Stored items
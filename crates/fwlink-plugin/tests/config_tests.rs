//! Loading and saving host configuration

use fwlink_errors::{ErrorCategory, FwlinkError};
use fwlink_plugin::config::MAX_RESCAN_DELAY_SECS;
use fwlink_plugin::{HostConfig, PluginConfig};
use fwlink_test_helpers::prelude::*;

#[tokio::test]
async fn test_missing_file_yields_defaults() -> TestResult {
    let dir = tempfile::tempdir()?;
    let config = HostConfig::load_from_path(dir.path().join("absent.json")).await?;
    assert_eq!(config, HostConfig::default());
    Ok(())
}

#[tokio::test]
async fn test_saved_config_loads_back() -> TestResult {
    let dir = tempfile::tempdir()?;
    let path = dir.path().join("nested").join("fwlink.json");
    let config = HostConfig::new().with_plugin(
        "interconnect",
        PluginConfig {
            minimum_kernel_version: Some("4.13".into()),
            delayed_activation: true,
            ..PluginConfig::default()
        },
    );

    config.save_to_path(&path).await?;
    let written = std::fs::read_to_string(&path)?;
    assert!(written.contains("\"MinimumKernelVersion\": \"4.13\""));
    assert!(written.contains("\"DelayedActivation\": true"));

    let loaded = HostConfig::load_from_path(&path).await?;
    assert_eq!(loaded, config);
    assert!(loaded.plugin("interconnect").delayed_activation);
    Ok(())
}

#[tokio::test]
async fn test_invalid_json_is_config_error() -> TestResult {
    let dir = tempfile::tempdir()?;
    let path = dir.path().join("fwlink.json");
    std::fs::write(&path, "{ not json")?;

    let err = must_err(HostConfig::load_from_path(&path).await);
    assert_eq!(err.category(), ErrorCategory::Config);
    Ok(())
}

#[tokio::test]
async fn test_invalid_value_names_plugin() -> TestResult {
    let dir = tempfile::tempdir()?;
    let path = dir.path().join("fwlink.json");
    std::fs::write(
        &path,
        r#"{"display_routing": {"MinimumAmdGpuKernelVersion": "next"}}"#,
    )?;

    let err = must_err(HostConfig::load_from_path(&path).await);
    assert!(matches!(&err, FwlinkError::Config(msg) if msg.contains("[display_routing]")));
    Ok(())
}

#[tokio::test]
async fn test_out_of_range_rescan_delay_is_rejected() -> TestResult {
    let dir = tempfile::tempdir()?;
    let path = dir.path().join("fwlink.json");
    std::fs::write(
        &path,
        r#"{"display_routing": {"RescanDelaySecs": 18446744073709551615}}"#,
    )?;

    let err = must_err(HostConfig::load_from_path(&path).await);
    assert!(matches!(
        &err,
        FwlinkError::Config(msg) if msg.contains("[display_routing]") && msg.contains("RescanDelaySecs")
    ));
    Ok(())
}

#[test]
fn test_rescan_delay_bounds() {
    let with_delay = |secs| PluginConfig {
        rescan_delay_secs: secs,
        ..PluginConfig::default()
    };

    assert!(with_delay(0).validate().is_err());
    assert!(with_delay(1).validate().is_ok());
    assert!(with_delay(MAX_RESCAN_DELAY_SECS).validate().is_ok());
    assert!(with_delay(MAX_RESCAN_DELAY_SECS + 1).validate().is_err());
}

What needs to be done →
The records above must be transcribed line for line, exactly.

Response to this exercise →
filename crates/fwlink-plugin/tests/config_tests.rs
//! Loading and saving host configuration

use fwlink_errors::{ErrorCategory, FwlinkError};
use fwlink_plugin::config::MAX_RESCAN_DELAY_SECS;
use fwlink_plugin::{HostConfig, PluginConfig};
use fwlink_test_helpers::prelude::*;

#[tokio::test]
async fn test_missing_file_yields_defaults() -> TestResult {
    let dir = tempfile::tempdir()?;
    let config = HostConfig::load_from_path(dir.path().join("absent.json")).await?;
    assert_eq!(config, HostConfig::default());
    Ok(())
}

#[tokio::test]
async fn test_saved_config_loads_back() -> TestResult {
    let dir = tempfile::tempdir()?;
    let path = dir.path().join("nested").join("fwlink.json");
    let config = HostConfig::new().with_plugin(
        "interconnect",
        PluginConfig {
            minimum_kernel_version: Some("4.13".into()),
            delayed_activation: true,
            ..PluginConfig::default()
        },
    );

    config.save_to_path(&path).await?;
    let written = std::fs::read_to_string(&path)?;
    assert!(written.contains("\"MinimumKernelVersion\": \"4.13\""));
    assert!(written.contains("\"DelayedActivation\": true"));

    let loaded = HostConfig::load_from_path(&path).await?;
    assert_eq!(loaded, config);
    assert!(loaded.plugin("interconnect").delayed_activation);
    Ok(())
}

#[tokio::test]
async fn test_invalid_json_is_config_error() -> TestResult {
    let dir = tempfile::tempdir()?;
    let path = dir.path().join("fwlink.json");
    std::fs::write(&path, "{ not json")?;

    let err = must_err(HostConfig::load_from_path(&path).await);
    assert_eq!(err.category(), ErrorCategory::Config);
    Ok(())
}

#[tokio::test]
async fn test_invalid_value_names_plugin() -> TestResult {
    let dir = tempfile::tempdir()?;
    let path = dir.path().join("fwlink.json");
    std::fs::write(
        &path,
        r#"{"display_routing": {"MinimumAmdGpuKernelVersion": "next"}}"#,
    )?;

    let err = must_err(HostConfig::load_from_path(&path).await);
    assert!(matches!(&err, FwlinkError::Config(msg) if msg.contains("[display_routing]")));
    Ok(())
}

#[tokio::test]
async fn test_out_of_range_rescan_delay_is_rejected() -> TestResult {
    let dir = tempfile::tempdir()?;
    let path = dir.path().join("fwlink.json");
    std::fs::write(
        &path,
        r#"{"display_routing": {"RescanDelaySecs": 18446744073709551615}}"#,
    )?;

    let err = must_err(HostConfig::load_from_path(&path).await);
    assert!(matches!(
        &err,
        FwlinkError::Config(msg) if msg.contains("[display_routing]") && msg.contains("RescanDelaySecs")
    ));
    Ok(())
}

#[test]
fn test_rescan_delay_bounds() {
    let with_delay = |secs| PluginConfig {
        rescan_delay_secs: secs,
        ..PluginConfig::default()
    };

    assert!(with_delay(0).validate().is_err());
    assert!(with_delay(1).validate().is_ok());
    assert!(with_delay(MAX_RESCAN_DELAY_SECS).validate().is_ok());
    assert!(with_delay(MAX_RESCAN_DELAY_SECS + 1).validate().is_err());
}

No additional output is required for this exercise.